Would you write out, word for word, each line of the records below from the top through the one holding "holds the claim;"?
---------- DATA EXCERPTS
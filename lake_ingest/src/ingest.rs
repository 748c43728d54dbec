//! Ingestion orchestrator.
//!
//! Per-file state machine:
//! ```text
//! pending --run--> (running, in memory only) --> success | quarantined | failed
//! success --force--> running --> ...
//! ```
//!
//! One run of [`Ingestor::ingest_file`]:
//! 1. look up the table spec and parser (config errors end here, manifest untouched);
//! 2. resolve the `file_id` and claim it; skip if the record is `success` and the run is not
//!    forced, refuse if another worker holds the claim;
//! 3. parse, check the contract, assign lineage, validate rows, resolve symbols;
//! 4. verify that every parsed row is either resolved or rejected, exactly once;
//! 5. replace the file's output in the event store and the quarantine store;
//! 6. record the terminal status in the manifest, then release the claim.
//!
//! Contract and parser failures record `failed` and return `Ok`. An unknown exchange also
//! records `failed` but returns [`IngestError::Config`]. Store failures return
//! [`IngestError::Infrastructure`] and leave the manifest at its last confirmed status.
//! Output already written is purged best-effort, unless the manifest (read again after the
//! failure) says `success`: that output is what the manifest describes.
//!
//! Each store replaces a file's output all or nothing, and the event store is written first.
//! A forced rerun of a `success` file whose quarantine write fails therefore keeps the previous
//! quarantine rows next to freshly written event partitions; both derive from the same bronze
//! file.

use std::collections::BTreeMap;
use std::sync::Arc;

use anyhow::anyhow;
use chrono::{Duration, NaiveDate};
use roaring::RoaringTreemap;
use serde::Serialize;

use crate::bronze::BronzeFileMetadata;
use crate::dimension::{DimensionHandle, SymbolDimension};
use crate::error::{ConfigError, ContractError, IngestError};
use crate::manifest::{Claim, ManifestRecord, ManifestStatus, ManifestStore, RepoError, RunResult};
use crate::parser::{ParserAdapter, ParserRegistry};
use crate::registry::{SchemaRegistry, TableSpec};
use crate::rows::{CanonicalEventRow, QuarantineReason, QuarantineRow, Rejected};
use crate::store::{EventSink, PartitionKey, QuarantineSink};
use crate::trading_date::TradingCalendar;
use crate::{frame, lineage, pit, validate};

/// Default lease of a file claim.
pub const DEFAULT_CLAIM_LEASE_SECS: i64 = 3600;

/// Per-run switches.
#[derive(Debug, Clone, Copy, Default, PartialEq, Eq)]
pub struct IngestOptions {
    /// Reprocess even if the manifest says `success`.
    pub force: bool,
}

/// What one call to [`Ingestor::ingest_file`] did.
#[derive(Debug, Clone, PartialEq, Eq, Serialize)]
pub struct IngestReport {
    /// Manifest id of the file.
    pub file_id: i64,
    /// Target table.
    pub table: String,
    /// Manifest status after the call.
    pub status: ManifestStatus,
    /// True when the file was already `success` and nothing ran.
    pub skipped: bool,
    /// Rows produced by the parser.
    pub rows_total: u64,
    /// Rows written to the event store.
    pub rows_written: u64,
    /// Rows written to quarantine.
    pub rows_quarantined: u64,
    /// Quarantined rows per reason.
    pub quarantined_by_reason: BTreeMap<QuarantineReason, u64>,
    /// Smallest trading date written.
    pub trading_date_min: Option<NaiveDate>,
    /// Largest trading date written.
    pub trading_date_max: Option<NaiveDate>,
    /// Partitions written in this run.
    pub partitions: Vec<PartitionKey>,
    /// Reason recorded for `failed` / `quarantined`.
    pub status_reason: Option<String>,
}

impl IngestReport {
    fn skipped(rec: &ManifestRecord, table: &str) -> Self {
        Self {
            file_id: rec.file_id,
            table: table.to_string(),
            status: rec.status,
            skipped: true,
            rows_total: rec.rows_total,
            rows_written: rec.rows_written,
            rows_quarantined: rec.rows_quarantined,
            quarantined_by_reason: BTreeMap::new(),
            trading_date_min: rec.trading_date_min,
            trading_date_max: rec.trading_date_max,
            partitions: Vec::new(),
            status_reason: rec.status_reason.clone(),
        }
    }

    fn failed(file_id: i64, table: &str, reason: String) -> Self {
        Self {
            file_id,
            table: table.to_string(),
            status: ManifestStatus::Failed,
            skipped: false,
            rows_total: 0,
            rows_written: 0,
            rows_quarantined: 0,
            quarantined_by_reason: BTreeMap::new(),
            trading_date_min: None,
            trading_date_max: None,
            partitions: Vec::new(),
            status_reason: Some(reason),
        }
    }
}

/// Result for one file of a batch.
#[derive(Debug)]
pub struct FileOutcome {
    /// The file.
    pub meta: BronzeFileMetadata,
    /// What happened.
    pub result: Result<IngestReport, IngestError>,
}

enum FileFailure {
    Contract(ContractError),
    Config(ConfigError),
}

struct Staged {
    rows_total: u64,
    resolved: Vec<CanonicalEventRow>,
    rejected: Vec<Rejected>,
}

/// Wires the stages and stores together. All collaborators are injected.
pub struct Ingestor {
    registry: Arc<SchemaRegistry>,
    calendar: TradingCalendar,
    parsers: ParserRegistry,
    dimension: Arc<DimensionHandle>,
    manifest: Arc<dyn ManifestStore>,
    events: Arc<dyn EventSink>,
    quarantine: Arc<dyn QuarantineSink>,
    owner: String,
    claim_lease: Duration,
}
--------------------
_REPLY:_
filename lake_ingest/src/ingest.rs
repository 748c43728d54dbec
//! Ingestion orchestrator.
//!
//! Per-file state machine:
//! ```text
//! pending --run--> (running, in memory only) --> success | quarantined | failed
//! success --force--> running --> ...
//! ```
//!
//! One run of [`Ingestor::ingest_file`]:
//! 1. look up the table spec and parser (config errors end here, manifest untouched);
//! 2. resolve the `file_id` and claim it; skip if the record is `success` and the run is not
//!    forced, refuse if another worker holds the claim;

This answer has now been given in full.